L’unico romanzo di Ennio Flaiano vinse la prima edizione del premio Strega

Ennio Flaiano

Uno dei più prestigiosi premi letterari italiani è il premio Strega, messo a punto da Maria Bellonci e Guido Alberti, il proprietario dell’omonima industria di produzione del liquore, nel 1947. Proprio quell’anno, Ennio Flaiano si aggiudicò il premio con “Tempo di uccidere”.

Chi era Ennio Flaiano?

Prima di approfondire il romanzo “Tempo di uccidere”, è utile inquadrare la figura di Ennio Flaiano, che è stato un vero protagonista della cultura italiana del Novecento: nato a Pescara nel 1910 si è spento nel 1972, colpito da un infarto.

In vita, è stato giornalista, sceneggiatore e scrittore. Per il mondo della carta stampata, la collaborazione più prestigiosa è stata con il “Corriere della Sera”, per il quale ha scritto dal 1956 e fino alla morte.

Intensa e feconda anche l’attività di sceneggiatore: grandi film del secolo scorso come “Guardie e ladri”, “I Vitelloni”, o “La strada” portano la firma di Ennio Flaiano, anche se la più nota collaborazione è stata senza dubbio con Federico Fellini.
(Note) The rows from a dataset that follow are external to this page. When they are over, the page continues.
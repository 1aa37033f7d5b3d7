//! V1 API handlers.

mod error;
mod system;
mod todos;


pub use error::*;
pub use system::*;
pub use todos::*;
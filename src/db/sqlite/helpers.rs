//! Shared SQL fragments for the SQLite store.

use crate::db::{OrderKey, RangeQuery, SortOrder};

/// Projection turning a `todos` row into a JSON object.
///
/// The row reaches the validator in its raw shape; `done` is emitted as a
/// JSON boolean only when the column holds 0 or 1, anything else becomes null.
pub const TODO_JSON: &str = "json_object(\
     'id', id, \
     'date', date, \
     'content', content, \
     'done', json(CASE done WHEN 1 THEN 'true' WHEN 0 THEN 'false' ELSE 'null' END)\
     ) AS row";

/// Build ORDER BY clause from a range query.
///
/// Dates sort as instants (`julianday`, millisecond resolution) rather than
/// as text, so offsets and mixed fractional precision order the same way the
/// JSON store orders them. Ties fall back to insertion order in the same
/// direction.
pub fn build_order_clause(query: &RangeQuery) -> String {
    let order = match query.sort_order {
        SortOrder::Asc => "ASC",
        SortOrder::Desc => "DESC",
    };

    format!(
        "ORDER BY {key} {order}, rowid {order}",
        key = sort_key(query.order_by),
        order = order
    )
}

fn sort_key(key: OrderKey) -> &'static str {
    match key {
        OrderKey::Date => "julianday(date)",
    }
}

/// Build LIMIT/OFFSET clause from a range query.
pub fn build_limit_offset_clause(query: &RangeQuery) -> String {
    format!(" LIMIT {} OFFSET {}", to_sql_int(query.len()), to_sql_int(query.start))
}

fn to_sql_int(value: usize) -> i64 {
    i64::try_from(value).unwrap_or(i64::MAX)
}
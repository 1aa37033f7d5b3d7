//! Tests for JsonFileStore.

use std::sync::Arc;

use serde_json::{Value, json};
use tempfile::TempDir;
use uuid::Uuid;

use crate::db::{
    DbError, JsonFileStore, NewTodo, OrderKey, RangeQuery, SortOrder, TodoPatch, TodoStore,
};

async fn setup_store() -> (TempDir, JsonFileStore) {
    let temp_dir = TempDir::new().expect("Failed to create temp dir");
    let store = JsonFileStore::open(temp_dir.path().join("db.json"))
        .await
        .expect("Failed to open JSON store");
    (temp_dir, store)
}

fn new_todo(content: &str) -> NewTodo {
    NewTodo {
        content: content.to_string(),
    }
}

fn newest_first(start: usize, end: usize) -> RangeQuery {
    RangeQuery {
        order_by: OrderKey::Date,
        sort_order: SortOrder::Desc,
        start,
        end,
    }
}

fn row_id(row: &Value) -> Uuid {
    Uuid::parse_str(row["id"].as_str().unwrap()).unwrap()
}

fn contents(rows: &[Value]) -> Vec<&str> {
    rows.iter().map(|r| r["content"].as_str().unwrap()).collect()
}

fn write_rows(store: &JsonFileStore, rows: &[(&str, &str)]) {
    let todos: Vec<Value> = rows
        .iter()
        .map(|(date, content)| {
            json!({ "id": Uuid::new_v4(), "date": date, "content": content, "done": false })
        })
        .collect();
    std::fs::write(
        store.path(),
        serde_json::to_string(&json!({ "todos": todos })).unwrap(),
    )
    .unwrap();
}

#[tokio::test(flavor = "multi_thread")]
async fn open_creates_empty_document() {
    let (_dir, store) = setup_store().await;

    let text = std::fs::read_to_string(store.path()).unwrap();
    let document: Value = serde_json::from_str(&text).unwrap();
    assert_eq!(document, json!({ "todos": [] }));
}

#[tokio::test(flavor = "multi_thread")]
async fn insert_assigns_generated_fields() {
    let (_dir, store) = setup_store().await;

    let row = store.insert(&new_todo("Write docs")).await.unwrap();

    assert_eq!(row["content"], "Write docs");
    assert_eq!(row["done"], false);
    assert!(Uuid::parse_str(row["id"].as_str().unwrap()).is_ok());
    assert!(chrono::DateTime::parse_from_rfc3339(row["date"].as_str().unwrap()).is_ok());
}

#[tokio::test(flavor = "multi_thread")]
async fn insert_persists_pretty_printed_document() {
    let (_dir, store) = setup_store().await;

    store.insert(&new_todo("First")).await.unwrap();

    let text = std::fs::read_to_string(store.path()).unwrap();
    assert!(text.starts_with("{\n  \"todos\": [\n"));

    let document: Value = serde_json::from_str(&text).unwrap();
    assert_eq!(document["todos"].as_array().unwrap().len(), 1);
    assert_eq!(document["todos"][0]["content"], "First");
}

#[tokio::test(flavor = "multi_thread")]
async fn select_range_orders_newest_first_and_counts_all() {
    let (_dir, store) = setup_store().await;

    for content in ["one", "two", "three", "four"] {
        store.insert(&new_todo(content)).await.unwrap();
    }

    let page = store.select_range(&newest_first(0, 1)).await.unwrap();
    assert_eq!(page.total, 4);
    let contents: Vec<&str> = page
        .rows
        .iter()
        .map(|r| r["content"].as_str().unwrap())
        .collect();
    assert_eq!(contents, vec!["four", "three"]);

    let page = store.select_range(&newest_first(2, 3)).await.unwrap();
    let contents: Vec<&str> = page
        .rows
        .iter()
        .map(|r| r["content"].as_str().unwrap())
        .collect();
    assert_eq!(contents, vec!["two", "one"]);
}

#[tokio::test(flavor = "multi_thread")]
async fn select_range_sorts_by_date_not_file_order() {
    let (_dir, store) = setup_store().await;

    std::fs::write(
        store.path(),
        serde_json::to_string(&json!({
            "todos": [
                { "id": Uuid::new_v4(), "date": "2023-04-15T10:00:00.000Z", "content": "middle", "done": false },
                { "id": Uuid::new_v4(), "date": "2023-04-16T10:00:00.000Z", "content": "newest", "done": false },
                { "id": Uuid::new_v4(), "date": "2023-04-14T10:00:00.000Z", "content": "oldest", "done": true }
            ]
        }))
        .unwrap(),
    )
    .unwrap();

    let page = store.select_range(&newest_first(0, 9)).await.unwrap();
    let contents: Vec<&str> = page
        .rows
        .iter()
        .map(|r| r["content"].as_str().unwrap())
        .collect();
    assert_eq!(contents, vec!["newest", "middle", "oldest"]);

    let ascending = RangeQuery {
        sort_order: SortOrder::Asc,
        ..newest_first(0, 0)
    };
    let page = store.select_range(&ascending).await.unwrap();
    assert_eq!(page.rows[0]["content"], "oldest");
}

#[tokio::test(flavor = "multi_thread")]
async fn same_date_ties_resolve_newest_inserted_first() {
    let (_dir, store) = setup_store().await;
    let date = "2023-04-15T10:00:00.000000Z";
    write_rows(&store, &[(date, "a"), (date, "b"), (date, "c")]);

    let page = store.select_range(&newest_first(0, 1)).await.unwrap();
    assert_eq!(contents(&page.rows), vec!["c", "b"]);

    let page = store.select_range(&newest_first(2, 3)).await.unwrap();
    assert_eq!(contents(&page.rows), vec!["a"]);

    let ascending = RangeQuery {
        sort_order: SortOrder::Asc,
        ..newest_first(0, 2)
    };
    let page = store.select_range(&ascending).await.unwrap();
    assert_eq!(contents(&page.rows), vec!["a", "b", "c"]);
}

#[tokio::test(flavor = "multi_thread")]
async fn select_range_compares_dates_as_instants() {
    let (_dir, store) = setup_store().await;
    write_rows(
        &store,
        &[
            ("2023-04-15T10:00:00.500Z", "newest"),
            ("2023-04-15T10:00:00Z", "middle"),
            ("2023-04-15T11:00:00+02:00", "oldest"),
        ],
    );

    let page = store.select_range(&newest_first(0, 9)).await.unwrap();
    assert_eq!(contents(&page.rows), vec!["newest", "middle", "oldest"]);
}

#[tokio::test(flavor = "multi_thread")]
async fn sub_millisecond_differences_tie() {
    let (_dir, store) = setup_store().await;
    write_rows(
        &store,
        &[
            ("2023-04-15T19:46:51.1091Z", "first"),
            ("2023-04-15T19:46:51.109Z", "second"),
        ],
    );

    let page = store.select_range(&newest_first(0, 9)).await.unwrap();
    assert_eq!(contents(&page.rows), vec!["second", "first"]);
}

#[tokio::test(flavor = "multi_thread")]
async fn concurrent_inserts_are_all_kept() {
    let (_dir, store) = setup_store().await;
    let store = Arc::new(store);

    let handles: Vec<_> = (0..20)
        .map(|i| {
            let store = Arc::clone(&store);
            tokio::spawn(async move { store.insert(&new_todo(&format!("todo {}", i))).await })
        })
        .collect();
    for handle in handles {
        handle.await.unwrap().unwrap();
    }

    let page = store.select_range(&newest_first(0, 99)).await.unwrap();
    assert_eq!(page.total, 20);
    let ids: std::collections::HashSet<Uuid> = page.rows.iter().map(row_id).collect();
    assert_eq!(ids.len(), 20);
}

#[tokio::test(flavor = "multi_thread")]
async fn lookups_match_the_stored_id_text_exactly() {
    let (_dir, store) = setup_store().await;
    let id = Uuid::new_v4();
    std::fs::write(
        store.path(),
        serde_json::to_string(&json!({
            "todos": [
                { "id": id.simple().to_string(), "date": "2023-04-15T10:00:00.000Z", "content": "short", "done": false }
            ]
        }))
        .unwrap(),
    )
    .unwrap();

    assert!(store.select_by_id(id).await.unwrap().is_none());
    assert!(matches!(
        store.update_where(id, &TodoPatch::done(true)).await,
        Err(DbError::NotFound { .. })
    ));
    assert_eq!(store.delete_where(id).await.unwrap(), 0);
    assert_eq!(store.rows().await.unwrap().len(), 1);
}

#[tokio::test(flavor = "multi_thread")]
async fn select_range_past_the_end_is_empty() {
    let (_dir, store) = setup_store().await;
    store.insert(&new_todo("only")).await.unwrap();

    let page = store.select_range(&newest_first(10, 19)).await.unwrap();
    assert!(page.rows.is_empty());
    assert_eq!(page.total, 1);
}

#[tokio::test(flavor = "multi_thread")]
async fn blank_file_reads_as_empty() {
    let (_dir, store) = setup_store().await;
    std::fs::write(store.path(), "").unwrap();

    let page = store.select_range(&newest_first(0, 9)).await.unwrap();
    assert_eq!(page.total, 0);

    std::fs::write(store.path(), "{}").unwrap();
    let page = store.select_range(&newest_first(0, 9)).await.unwrap();
    assert_eq!(page.total, 0);
}

#[tokio::test(flavor = "multi_thread")]
async fn corrupt_document_is_a_storage_error() {
    let (_dir, store) = setup_store().await;
    std::fs::write(store.path(), "{ not json").unwrap();

    let result = store.select_range(&newest_first(0, 9)).await;
    assert!(matches!(result, Err(DbError::Storage { .. })));

    std::fs::write(store.path(), r#"{"todos": 3}"#).unwrap();
    let result = store.select_range(&newest_first(0, 9)).await;
    assert!(matches!(result, Err(DbError::Storage { .. })));
}

#[tokio::test(flavor = "multi_thread")]
async fn select_by_id_finds_row() {
    let (_dir, store) = setup_store().await;
    let row = store.insert(&new_todo("find me")).await.unwrap();

    let found = store.select_by_id(row_id(&row)).await.unwrap();
    assert_eq!(found, Some(row));

    let missing = store.select_by_id(Uuid::new_v4()).await.unwrap();
    assert!(missing.is_none());
}

#[tokio::test(flavor = "multi_thread")]
async fn update_where_applies_patch_only() {
    let (_dir, store) = setup_store().await;
    let row = store.insert(&new_todo("before")).await.unwrap();
    let id = row_id(&row);

    let updated = store
        .update_where(id, &TodoPatch::done(true))
        .await
        .unwrap();
    assert_eq!(updated["done"], true);
    assert_eq!(updated["content"], "before");
    assert_eq!(updated["date"], row["date"]);

    let updated = store
        .update_where(id, &TodoPatch::content("after"))
        .await
        .unwrap();
    assert_eq!(updated["content"], "after");
    assert_eq!(updated["done"], true);

    let stored = store.select_by_id(id).await.unwrap().unwrap();
    assert_eq!(stored, updated);
}

#[tokio::test(flavor = "multi_thread")]
async fn update_where_missing_id_is_not_found() {
    let (_dir, store) = setup_store().await;

    let result = store
        .update_where(Uuid::new_v4(), &TodoPatch::done(true))
        .await;
    assert!(matches!(result, Err(DbError::NotFound { .. })));
}

#[tokio::test(flavor = "multi_thread")]
async fn update_where_duplicate_ids_is_storage_error() {
    let (_dir, store) = setup_store().await;
    let id = Uuid::new_v4();
    let row = json!({ "id": id, "date": "2023-04-15T10:00:00.000Z", "content": "dup", "done": false });
    std::fs::write(
        store.path(),
        serde_json::to_string(&json!({ "todos": [row.clone(), row] })).unwrap(),
    )
    .unwrap();

    let result = store.update_where(id, &TodoPatch::done(true)).await;
    assert!(matches!(result, Err(DbError::Storage { .. })));
}

#[tokio::test(flavor = "multi_thread")]
async fn delete_where_reports_affected_rows() {
    let (_dir, store) = setup_store().await;
    let row = store.insert(&new_todo("doomed")).await.unwrap();
    store.insert(&new_todo("survivor")).await.unwrap();

    assert_eq!(store.delete_where(row_id(&row)).await.unwrap(), 1);
    assert_eq!(store.delete_where(row_id(&row)).await.unwrap(), 0);

    let rows = store.rows().await.unwrap();
    assert_eq!(rows.len(), 1);
    assert_eq!(rows[0]["content"], "survivor");
}

#[tokio::test(flavor = "multi_thread")]
async fn clear_empties_the_document() {
    let (_dir, store) = setup_store().await;
    store.insert(&new_todo("a")).await.unwrap();
    store.insert(&new_todo("b")).await.unwrap();

    store.clear().await.unwrap();

    assert!(store.rows().await.unwrap().is_empty());
}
Con il regista romagnolo, Flaiano ha lavorato per diversi film, fra cui “La dolce vita”, ancora oggi considerato non solo il capolavoro di Federico Fellini, ma anche uno dei film più belli della storia del cinema mondiale.

“Tempo di uccidere”

Poliedrica e di successo l’attività di Flaiano si completa, nel 1947, con la pubblicazione del suo unico romanzo “Tempo di uccidere”. L’autore ebbe un rapporto turbolento con il romanzo, ritenendolo da una parte un “debito” nei confronti del mondo della letteratura e dall’altro, dal punto di vista personale, una liberazione del dolore e della sofferenza della guerra di Etiopia da lui vissuta.

“Tempo di uccidere”, infatti, è ambientato nell’Etiopia del 1936, quando i soldati italiani stanno conquistando quella terra per cercare di dare all’Italia fascista quel prestigio internazionale di cui sentiva fortemente la mancanza.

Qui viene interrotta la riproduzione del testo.